Data excerpts
....................
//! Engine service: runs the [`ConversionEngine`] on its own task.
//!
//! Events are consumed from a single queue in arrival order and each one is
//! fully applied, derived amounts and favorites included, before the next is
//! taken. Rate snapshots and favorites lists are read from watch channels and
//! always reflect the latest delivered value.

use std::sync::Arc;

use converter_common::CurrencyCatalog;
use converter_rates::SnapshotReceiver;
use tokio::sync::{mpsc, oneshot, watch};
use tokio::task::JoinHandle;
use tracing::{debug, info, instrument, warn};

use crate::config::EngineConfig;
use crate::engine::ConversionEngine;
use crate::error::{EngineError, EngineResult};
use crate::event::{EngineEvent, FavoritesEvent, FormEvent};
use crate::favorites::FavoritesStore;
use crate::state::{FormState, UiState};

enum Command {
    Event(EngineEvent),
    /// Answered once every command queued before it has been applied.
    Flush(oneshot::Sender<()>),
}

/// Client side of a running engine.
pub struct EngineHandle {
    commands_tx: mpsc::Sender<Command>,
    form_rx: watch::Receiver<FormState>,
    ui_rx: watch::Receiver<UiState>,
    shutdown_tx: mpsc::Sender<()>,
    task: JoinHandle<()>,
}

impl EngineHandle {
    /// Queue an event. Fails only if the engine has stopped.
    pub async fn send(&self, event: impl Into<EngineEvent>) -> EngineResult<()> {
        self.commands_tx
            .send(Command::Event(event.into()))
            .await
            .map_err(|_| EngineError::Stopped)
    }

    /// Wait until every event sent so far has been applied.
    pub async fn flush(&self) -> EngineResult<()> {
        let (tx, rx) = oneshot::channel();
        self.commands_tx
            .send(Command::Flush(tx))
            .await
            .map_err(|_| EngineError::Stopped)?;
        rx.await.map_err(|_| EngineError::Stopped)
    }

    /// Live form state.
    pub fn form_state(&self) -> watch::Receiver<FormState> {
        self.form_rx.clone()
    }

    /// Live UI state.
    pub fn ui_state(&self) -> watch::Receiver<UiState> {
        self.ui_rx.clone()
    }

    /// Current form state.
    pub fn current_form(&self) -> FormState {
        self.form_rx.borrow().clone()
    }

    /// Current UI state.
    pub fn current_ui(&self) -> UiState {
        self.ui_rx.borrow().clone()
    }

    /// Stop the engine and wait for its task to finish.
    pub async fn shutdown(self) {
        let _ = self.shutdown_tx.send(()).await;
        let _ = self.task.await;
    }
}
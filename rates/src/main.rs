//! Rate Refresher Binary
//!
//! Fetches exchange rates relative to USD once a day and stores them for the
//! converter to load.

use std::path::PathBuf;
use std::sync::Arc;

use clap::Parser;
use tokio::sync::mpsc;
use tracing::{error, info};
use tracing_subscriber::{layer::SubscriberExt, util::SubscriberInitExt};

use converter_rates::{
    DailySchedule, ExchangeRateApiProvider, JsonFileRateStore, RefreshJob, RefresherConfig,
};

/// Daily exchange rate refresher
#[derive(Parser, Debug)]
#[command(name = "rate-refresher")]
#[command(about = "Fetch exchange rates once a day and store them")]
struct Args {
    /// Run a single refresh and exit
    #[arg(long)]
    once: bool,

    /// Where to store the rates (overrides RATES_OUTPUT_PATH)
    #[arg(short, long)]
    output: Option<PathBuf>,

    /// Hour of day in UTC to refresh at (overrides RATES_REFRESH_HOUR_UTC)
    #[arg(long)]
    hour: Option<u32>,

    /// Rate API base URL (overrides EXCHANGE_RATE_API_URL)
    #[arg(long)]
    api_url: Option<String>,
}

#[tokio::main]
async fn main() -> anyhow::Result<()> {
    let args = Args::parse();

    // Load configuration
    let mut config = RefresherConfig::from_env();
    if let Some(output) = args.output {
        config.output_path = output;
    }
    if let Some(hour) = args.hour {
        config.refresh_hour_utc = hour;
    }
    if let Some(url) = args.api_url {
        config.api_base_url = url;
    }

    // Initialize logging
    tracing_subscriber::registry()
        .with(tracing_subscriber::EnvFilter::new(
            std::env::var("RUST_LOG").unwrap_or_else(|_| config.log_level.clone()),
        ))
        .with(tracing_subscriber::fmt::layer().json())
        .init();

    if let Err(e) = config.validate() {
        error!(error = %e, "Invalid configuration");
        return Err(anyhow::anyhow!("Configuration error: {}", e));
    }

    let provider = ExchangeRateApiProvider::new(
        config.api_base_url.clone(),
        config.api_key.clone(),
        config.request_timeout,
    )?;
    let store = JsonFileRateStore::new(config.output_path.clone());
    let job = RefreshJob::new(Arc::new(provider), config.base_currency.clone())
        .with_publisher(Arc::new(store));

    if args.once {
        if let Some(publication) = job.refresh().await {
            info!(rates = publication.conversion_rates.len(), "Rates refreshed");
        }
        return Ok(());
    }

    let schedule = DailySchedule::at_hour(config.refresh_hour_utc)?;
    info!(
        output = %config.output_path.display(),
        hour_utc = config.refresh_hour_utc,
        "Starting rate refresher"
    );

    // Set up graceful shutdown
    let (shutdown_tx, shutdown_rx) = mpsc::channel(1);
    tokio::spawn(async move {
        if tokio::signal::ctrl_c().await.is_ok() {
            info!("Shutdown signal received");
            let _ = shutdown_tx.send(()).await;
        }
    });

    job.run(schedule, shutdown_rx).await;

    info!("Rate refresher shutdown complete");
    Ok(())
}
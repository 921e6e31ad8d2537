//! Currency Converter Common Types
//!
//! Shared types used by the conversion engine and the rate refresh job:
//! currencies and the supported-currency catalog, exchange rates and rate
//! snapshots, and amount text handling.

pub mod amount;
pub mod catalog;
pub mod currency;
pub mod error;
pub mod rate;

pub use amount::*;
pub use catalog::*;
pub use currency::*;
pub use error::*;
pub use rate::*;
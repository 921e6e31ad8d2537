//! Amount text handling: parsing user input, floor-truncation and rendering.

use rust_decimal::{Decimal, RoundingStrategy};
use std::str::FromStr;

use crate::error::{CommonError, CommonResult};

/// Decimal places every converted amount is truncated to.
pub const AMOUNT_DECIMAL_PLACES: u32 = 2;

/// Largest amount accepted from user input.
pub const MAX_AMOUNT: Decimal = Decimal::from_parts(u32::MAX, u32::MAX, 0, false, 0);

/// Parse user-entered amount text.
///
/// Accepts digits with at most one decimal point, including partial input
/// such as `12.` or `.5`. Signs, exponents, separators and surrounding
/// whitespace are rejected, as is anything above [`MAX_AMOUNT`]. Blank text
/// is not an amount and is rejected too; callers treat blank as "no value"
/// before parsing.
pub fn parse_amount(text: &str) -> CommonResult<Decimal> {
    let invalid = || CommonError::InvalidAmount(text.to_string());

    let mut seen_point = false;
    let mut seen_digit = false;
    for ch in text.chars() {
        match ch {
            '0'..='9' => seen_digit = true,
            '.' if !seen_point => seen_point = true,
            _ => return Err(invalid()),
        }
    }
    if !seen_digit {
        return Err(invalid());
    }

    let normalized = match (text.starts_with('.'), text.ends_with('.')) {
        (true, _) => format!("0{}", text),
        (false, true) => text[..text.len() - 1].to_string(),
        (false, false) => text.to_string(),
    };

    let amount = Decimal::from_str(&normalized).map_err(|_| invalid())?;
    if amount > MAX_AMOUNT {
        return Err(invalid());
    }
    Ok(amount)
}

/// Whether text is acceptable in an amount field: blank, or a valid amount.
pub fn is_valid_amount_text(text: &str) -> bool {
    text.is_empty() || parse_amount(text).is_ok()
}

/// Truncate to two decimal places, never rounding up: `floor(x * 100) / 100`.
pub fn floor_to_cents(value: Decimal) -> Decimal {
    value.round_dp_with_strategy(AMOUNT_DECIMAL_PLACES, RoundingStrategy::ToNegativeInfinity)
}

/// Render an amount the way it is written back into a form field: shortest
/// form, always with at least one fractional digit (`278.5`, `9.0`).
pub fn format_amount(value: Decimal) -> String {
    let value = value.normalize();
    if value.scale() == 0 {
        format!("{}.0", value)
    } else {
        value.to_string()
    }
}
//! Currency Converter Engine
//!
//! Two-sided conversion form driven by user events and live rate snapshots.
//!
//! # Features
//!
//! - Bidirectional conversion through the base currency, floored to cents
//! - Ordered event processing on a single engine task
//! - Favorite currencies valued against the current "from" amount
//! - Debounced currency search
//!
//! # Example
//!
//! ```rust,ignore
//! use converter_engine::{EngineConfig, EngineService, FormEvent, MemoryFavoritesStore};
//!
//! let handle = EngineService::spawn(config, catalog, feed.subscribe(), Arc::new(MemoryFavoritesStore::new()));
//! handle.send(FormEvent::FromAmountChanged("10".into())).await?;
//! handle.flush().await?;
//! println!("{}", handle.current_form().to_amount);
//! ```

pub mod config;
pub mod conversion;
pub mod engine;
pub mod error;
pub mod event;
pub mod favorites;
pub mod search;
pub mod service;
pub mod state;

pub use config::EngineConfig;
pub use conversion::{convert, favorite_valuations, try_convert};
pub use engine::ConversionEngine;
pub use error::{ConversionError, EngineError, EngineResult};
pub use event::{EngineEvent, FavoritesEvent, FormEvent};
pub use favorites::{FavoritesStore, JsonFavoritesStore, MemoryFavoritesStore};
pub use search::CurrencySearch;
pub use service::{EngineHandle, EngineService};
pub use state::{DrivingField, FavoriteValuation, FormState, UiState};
....................
[Requirement] Return, unchanged, the run of lines above that opens with the line containing "let _ = shutdown_tx.send(()).await;" and closes with the line containing "Shared types used". Include both.

[Task solution]
            let _ = shutdown_tx.send(()).await;
        }
    });

    job.run(schedule, shutdown_rx).await;

    info!("Rate refresher shutdown complete");
    Ok(())
}
repository 921e6e31ad8d2537
//! Currency Converter Common Types
//!
//! Shared types used by the conversion engine and the rate refresh job:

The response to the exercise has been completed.